Poor air quality leads to 3,400 deaths a year in Ireland
Poor air quality contributes up to 3,400 premature deaths and costs Ireland up to €6.3 billion a year, An Taisce has revealed.
According to The National Trust for Ireland, Irish people are suffering unnecessarily high levels of asthma, bronchitis and other respiratory conditions.
The Trust has written to Phil Hogan TD the Minister of the Environment and James Reilly TD the Minister of Health asking them to use Ireland's EU Presidency to deliver better air quality for Europe.
"The figures for Europe as a whole are frightening", according to James Nix, Policy Director with An Taisce:
"420,000 premature deaths and up to €790 billion in economic costs due to poor air quality".

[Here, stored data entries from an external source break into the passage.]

use crate::constants::{DEFAULT_DIFFICULTY, DEFAULT_MAX_PENDING, GENESIS_DIFFICULTY, MAX_DIFFICULTY};
use crate::error::{LedgerError, Result};
use serde::{Deserialize, Serialize};

/// Consensus and mining knobs for one chain.
#[derive(Clone, Debug, PartialEq, Eq, Serialize, Deserialize)]
#[serde(default)]
pub struct ChainConfig {
    /// Leading hex zeros every non-genesis block hash must carry.
    pub difficulty: u32,
    /// Leading hex zeros of the genesis hash. 0 keeps genesis at nonce 0.
    pub genesis_difficulty: u32,
    /// When false, mining an empty mempool reports `NothingToMine`.
    pub mine_empty_blocks: bool,
    /// Search nonces on the rayon pool instead of the calling thread.
    pub parallel_mining: bool,
}

impl Default for ChainConfig {
    fn default() -> Self {
        Self {
            difficulty: DEFAULT_DIFFICULTY,
            genesis_difficulty: GENESIS_DIFFICULTY,
            mine_empty_blocks: false,
            parallel_mining: false,
        }
    }
}

impl ChainConfig {
    pub fn with_difficulty(difficulty: u32) -> Self {
        Self {
            difficulty,
            ..Self::default()
        }
    }

    pub fn mine_empty_blocks(mut self, yes: bool) -> Self {
        self.mine_empty_blocks = yes;
        self
    }

    pub fn parallel_mining(mut self, yes: bool) -> Self {
        self.parallel_mining = yes;
        self
    }

    pub fn validate(&self) -> Result<()> {
        for (name, value) in [
            ("difficulty", self.difficulty),
            ("genesis_difficulty", self.genesis_difficulty),
        ] {
            if value > MAX_DIFFICULTY {
                return Err(LedgerError::InvalidConfig(format!(
                    "{name} {value} exceeds {MAX_DIFFICULTY} hex digits"
                )));
            }
        }
        Ok(())
    }
}

#[derive(Clone, Debug, PartialEq, Eq, Serialize, Deserialize)]
#[serde(default)]
pub struct MempoolConfig {
    /// Upper bound on pending transactions; 0 disables the bound.
    pub max_pending: usize,
}

impl Default for MempoolConfig {
    fn default() -> Self {
        Self {
            max_pending: DEFAULT_MAX_PENDING,
        }
    }
}

#[cfg(test)]
mod tests {
    use super::*;

    #[test]
    fn defaults() {
        let cfg = ChainConfig::default();
        assert_eq!(cfg.difficulty, DEFAULT_DIFFICULTY);
        assert_eq!(cfg.genesis_difficulty, 0);
        assert!(!cfg.mine_empty_blocks);
        assert!(cfg.validate().is_ok());
    }

    #[test]
    fn rejects_impossible_difficulty() {
        let cfg = ChainConfig::with_difficulty(MAX_DIFFICULTY + 1);
        assert!(matches!(cfg.validate(), Err(LedgerError::InvalidConfig(_))));
    }

    #[test]
    fn partial_json_falls_back_to_defaults() {
        let cfg: ChainConfig = serde_json::from_str(r#"{"difficulty":1}"#).unwrap();
        assert_eq!(cfg, ChainConfig::with_difficulty(1));
        let pool: MempoolConfig = serde_json::from_str("{}").unwrap();
        assert_eq!(pool.max_pending, DEFAULT_MAX_PENDING);
    }
}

"We're fully familiar with the consequences of weak legislation and poor regulation in the financial sector; when it comes to protecting people from air pollution - particularly the very young and elderly - the fallout is even more stark", noted James Nix.
The high financial burden for Ireland of €6.3 billion annually, is due to days lost in work and education, as well as the direct health costs.

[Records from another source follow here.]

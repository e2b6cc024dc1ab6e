//! Pending transactions waiting for a block.
//!
//! Every mutation takes the single pool lock, so a transaction handed out by
//! one [`Mempool::drain_all`] can never be handed out by a concurrent one.

use crate::block::Block;
use crate::config::MempoolConfig;
use crate::error::{LedgerError, Result};
use crate::hashing::Hash;
use crate::transaction::Transaction;
use parking_lot::RwLock;
use rust_decimal::Decimal;
use std::collections::HashSet;
use tracing::{debug, warn};

#[derive(Default)]
struct Pending {
    order: Vec<(Hash, Transaction)>,
    seen: HashSet<Hash>,
}

impl Pending {
    fn insert(&mut self, hash: Hash, tx: Transaction) -> bool {
        if !self.seen.insert(hash) {
            return false;
        }
        self.order.push((hash, tx));
        true
    }
}

#[derive(Default)]
pub struct Mempool {
    pending: RwLock<Pending>,
    config: MempoolConfig,
}

impl Mempool {
    pub fn new(config: MempoolConfig) -> Self {
        Self {
            pending: RwLock::new(Pending::default()),
            config,
        }
    }

    /// Restores a pool from a persisted snapshot. Invalid and duplicate
    /// entries are dropped, and so is everything past `max_pending`.
    pub fn from_transactions(config: MempoolConfig, txs: Vec<Transaction>) -> Self {
        let pool = Self::new(config);
        let mut dropped = 0usize;
        {
            let mut pending = pool.pending.write();
            for tx in txs {
                if tx.validate().is_err() {
                    continue;
                }
                if pool.config.max_pending > 0 && pending.order.len() >= pool.config.max_pending {
                    dropped += 1;
                    continue;
                }
                pending.insert(tx.hash(), tx);
            }
        }
        if dropped > 0 {
            warn!(dropped, max = pool.config.max_pending, "restored pool truncated to capacity");
        }
        pool
    }

    /// Creates a transaction stamped now and submits it.
    pub fn submit(&self, sender: &str, receiver: &str, amount: Decimal) -> Result<Hash> {
        self.submit_transaction(Transaction::new(sender, receiver, amount))
    }

    /// Adds `tx` keyed by its hash. Re-submitting a pending transaction is a no-op.
    pub fn submit_transaction(&self, tx: Transaction) -> Result<Hash> {
        tx.validate()?;
        let hash = tx.hash();
        let mut pending = self.pending.write();
        if pending.seen.contains(&hash) {
            debug!(tx = %hex::encode(hash), "duplicate submission ignored");
            return Ok(hash);
        }
        if self.config.max_pending > 0 && pending.order.len() >= self.config.max_pending {
            return Err(LedgerError::MempoolFull {
                max: self.config.max_pending,
            });
        }
        pending.insert(hash, tx);
        debug!(tx = %hex::encode(hash), size = pending.order.len(), "transaction accepted");
        Ok(hash)
    }

    /// Removes and returns every pending transaction in submission order.
    pub fn drain_all(&self) -> Vec<Transaction> {
        let mut pending = self.pending.write();
        pending.seen.clear();
        let drained: Vec<Transaction> = std::mem::take(&mut pending.order)
            .into_iter()
            .map(|(_, tx)| tx)
            .collect();
        debug!(count = drained.len(), "mempool drained");
        drained
    }

    /// Puts transactions from a failed mining attempt back at the front,
    /// ahead of anything submitted meanwhile. Capacity is not enforced here.
    pub fn requeue(&self, txs: Vec<Transaction>) {
        if txs.is_empty() {
            return;
        }
        let mut pending = self.pending.write();
        let newer = std::mem::take(&mut pending.order);
        pending.seen.clear();
        for tx in txs {
            pending.insert(tx.hash(), tx);
        }
        for (hash, tx) in newer {
            pending.insert(hash, tx);
        }
        debug!(size = pending.order.len(), "transactions requeued");
    }

    /// Drops pending transactions already included in `blocks`.
    /// Returns how many were removed.
    pub fn remove_confirmed(&self, blocks: &[Block]) -> usize {
        let confirmed: HashSet<Hash> = blocks
            .iter()
            .flat_map(|b| b.transactions.iter().map(Transaction::hash))
            .collect();
        let mut pending = self.pending.write();
        let before = pending.order.len();
        pending.order.retain(|(hash, _)| !confirmed.contains(hash));
        let Pending { order, seen } = &mut *pending;
        seen.retain(|hash| !confirmed.contains(hash));
        debug_assert_eq!(order.len(), seen.len());
        before - order.len()
    }

    pub fn contains(&self, hash: &Hash) -> bool {
        self.pending.read().seen.contains(hash)
    }

    pub fn size(&self) -> usize {
        self.pending.read().order.len()
    }

    pub fn is_empty(&self) -> bool {
        self.size() == 0
    }

    /// Pending transactions in order, without removing them.
    pub fn snapshot(&self) -> Vec<Transaction> {
        self.pending.read().order.iter().map(|(_, tx)| tx.clone()).collect()
    }
}

#[cfg(test)]
mod tests {
    use super::*;
    use std::str::FromStr;
    use std::sync::Arc;

    fn tx(from: &str, to: &str, amount: u64, ts: u64) -> Transaction {
        Transaction::with_timestamp(from, to, Decimal::from(amount), ts)
    }

    #[test]
    fn duplicate_submission_is_idempotent() {
        let pool = Mempool::default();
        let t = tx("A", "B", 10, 1);
        let h1 = pool.submit_transaction(t.clone()).unwrap();
        let h2 = pool.submit_transaction(t).unwrap();
        assert_eq!(h1, h2);
        assert_eq!(pool.size(), 1);
    }

    #[test]
    fn submit_rejects_invalid() {
        let pool = Mempool::default();
        let negative = Decimal::from_str("-1").unwrap();
        assert!(matches!(
            pool.submit("A", "B", negative),
            Err(LedgerError::InvalidTransaction(_))
        ));
        assert!(matches!(
            pool.submit("", "B", Decimal::ONE),
            Err(LedgerError::InvalidTransaction(_))
        ));
        assert_eq!(pool.size(), 0);
    }

    #[test]
    fn drain_preserves_order_and_empties() {
        let pool = Mempool::default();
        let txs: Vec<_> = (0..5).map(|i| tx("A", "B", i, i)).collect();
        for t in &txs {
            pool.submit_transaction(t.clone()).unwrap();
        }
        assert_eq!(pool.drain_all(), txs);
        assert_eq!(pool.size(), 0);
        assert!(pool.drain_all().is_empty());
    }

    // The pool only tracks pending hashes; `Chain` discards confirmed ones
    // when mining.
    #[test]
    fn drain_forgets_pending_hashes() {
        let pool = Mempool::default();
        let t = tx("A", "B", 1, 1);
        pool.submit_transaction(t.clone()).unwrap();
        pool.drain_all();
        pool.submit_transaction(t).unwrap();
        assert_eq!(pool.size(), 1);
    }

    #[test]
    fn requeue_goes_to_front() {
        let pool = Mempool::default();
        let first = vec![tx("A", "B", 1, 1), tx("A", "B", 2, 2)];
        for t in &first {
            pool.submit_transaction(t.clone()).unwrap();
        }
        let drained = pool.drain_all();
        let late = tx("C", "D", 3, 3);
        pool.submit_transaction(late.clone()).unwrap();
        pool.requeue(drained);
        assert_eq!(pool.snapshot(), vec![first[0].clone(), first[1].clone(), late]);
    }

    #[test]
    fn requeue_skips_duplicates() {
        let pool = Mempool::default();
        let t = tx("A", "B", 1, 1);
        pool.submit_transaction(t.clone()).unwrap();
        pool.requeue(vec![t]);
        assert_eq!(pool.size(), 1);
    }

    #[test]
    fn capacity_is_enforced_but_duplicates_pass() {
        let pool = Mempool::new(MempoolConfig { max_pending: 2 });
        pool.submit_transaction(tx("A", "B", 1, 1)).unwrap();
        pool.submit_transaction(tx("A", "B", 2, 2)).unwrap();
        assert!(pool.submit_transaction(tx("A", "B", 1, 1)).is_ok());
        assert!(matches!(
            pool.submit_transaction(tx("A", "B", 3, 3)),
            Err(LedgerError::MempoolFull { max: 2 })
        ));
    }

    #[test]
    fn remove_confirmed_drops_included() {
        let pool = Mempool::default();
        let a = tx("A", "B", 1, 1);
        let b = tx("A", "B", 2, 2);
        pool.submit_transaction(a.clone()).unwrap();
        pool.submit_transaction(b.clone()).unwrap();
        let block = Block::candidate(1, 0, [0u8; 32], vec![a.clone()]);
        assert_eq!(pool.remove_confirmed(&[block]), 1);
        assert!(!pool.contains(&a.hash()));
        assert_eq!(pool.snapshot(), vec![b]);
    }

    #[test]
    fn from_transactions_filters() {
        let good = tx("A", "B", 1, 1);
        let bad = tx("", "B", 1, 1);
        let pool = Mempool::from_transactions(
            MempoolConfig::default(),
            vec![good.clone(), bad, good.clone()],
        );
        assert_eq!(pool.snapshot(), vec![good]);
    }

    #[test]
    fn from_transactions_respects_capacity() {
        let txs: Vec<_> = (0..5).map(|i| tx("A", "B", i, i)).collect();
        let pool = Mempool::from_transactions(MempoolConfig { max_pending: 3 }, txs.clone());
        assert_eq!(pool.snapshot(), txs[..3].to_vec());
        assert!(matches!(
            pool.submit_transaction(tx("C", "D", 9, 9)),
            Err(LedgerError::MempoolFull { max: 3 })
        ));

        let unbounded = Mempool::from_transactions(MempoolConfig { max_pending: 0 }, txs.clone());
        assert_eq!(unbounded.size(), 5);
    }

    #[test]
    fn concurrent_submits_then_drain_is_union() {
        let pool = Arc::new(Mempool::new(MempoolConfig { max_pending: 0 }));
        let handles: Vec<_> = ["alice", "bob"]
            .into_iter()
            .map(|who| {
                let pool = Arc::clone(&pool);
                std::thread::spawn(move || {
                    for i in 0..500u64 {
                        pool.submit_transaction(tx(who, "carol", i, i)).unwrap();
                    }
                })
            })
            .collect();
        for h in handles {
            h.join().unwrap();
        }
        let drained = pool.drain_all();
        assert_eq!(drained.len(), 1000);
        let unique: HashSet<Hash> = drained.iter().map(Transaction::hash).collect();
        assert_eq!(unique.len(), 1000);
        assert_eq!(pool.size(), 0);
    }
}
use crate::{
    block::{Block, HEADER_BYTES_LEN},
    hashing::Hash,
    pow::{advance_timestamp, meets_difficulty, CancelToken, MiningOutcome},
    transaction::{unix_now, Transaction},
};
use rayon::prelude::*;
use sha2::{Digest, Sha256};
use tracing::{info, warn};

/// Same contract as [`crate::pow::mine_block`], but the nonce space is split
/// across the rayon pool. Whichever worker finds a valid nonce first wins, so
/// the nonce is not necessarily the smallest one.
pub fn mine_block_parallel(
    prev: &Block,
    txs: Vec<Transaction>,
    difficulty: u32,
    cancel: &CancelToken,
) -> MiningOutcome {
    let template = Block::candidate(prev.index + 1, unix_now(), prev.hash, txs);
    solve_parallel(template, difficulty, cancel)
}

pub fn solve_parallel(mut block: Block, difficulty: u32, cancel: &CancelToken) -> MiningOutcome {
    loop {
        // Everything but the trailing nonce is fixed for one sweep.
        let mut prefix = block.header_bytes();
        prefix.truncate(HEADER_BYTES_LEN - 8);

        let found = (0u64..u64::MAX).into_par_iter().find_map_any(|nonce| {
            if cancel.is_cancelled() {
                return Some(None);
            }
            let hash = header_hash(&prefix, nonce);
            meets_difficulty(&hash, difficulty).then_some(Some(nonce))
        });

        match found {
            Some(Some(nonce)) => {
                block.nonce = nonce;
                block.hash = block.compute_hash();
                info!(
                    index = block.index,
                    nonce,
                    hash = %block.hash_hex(),
                    "mined block in parallel"
                );
                return MiningOutcome::Found(block);
            }
            Some(None) => return MiningOutcome::Cancelled,
            None => {
                warn!(index = block.index, "nonce space exhausted, advancing timestamp");
                advance_timestamp(&mut block);
            }
        }
    }
}

fn header_hash(prefix: &[u8], nonce: u64) -> Hash {
    let mut hasher = Sha256::new();
    hasher.update(prefix);
    hasher.update(nonce.to_le_bytes());
    let digest = hasher.finalize();
    let mut out = [0u8; 32];
    out.copy_from_slice(&digest[..]);
    out
}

Traffic is the main culprit says An Taisce, which says Ireland needs to focus on reducing pollutants from diesel cars, buses and trucks.
While progress has been made, Ireland remains in ongoing breach of EU law because of traffic-induced nitrogen oxides (NOx), which are implicated in asthma and other respiratory conditions.
An Taisce is advocating that Ireland avoids long-term breach of EU law on NOx.
It says that a failure to tackle traffic-derived air pollution over time will cost Ireland dearly in the longer run.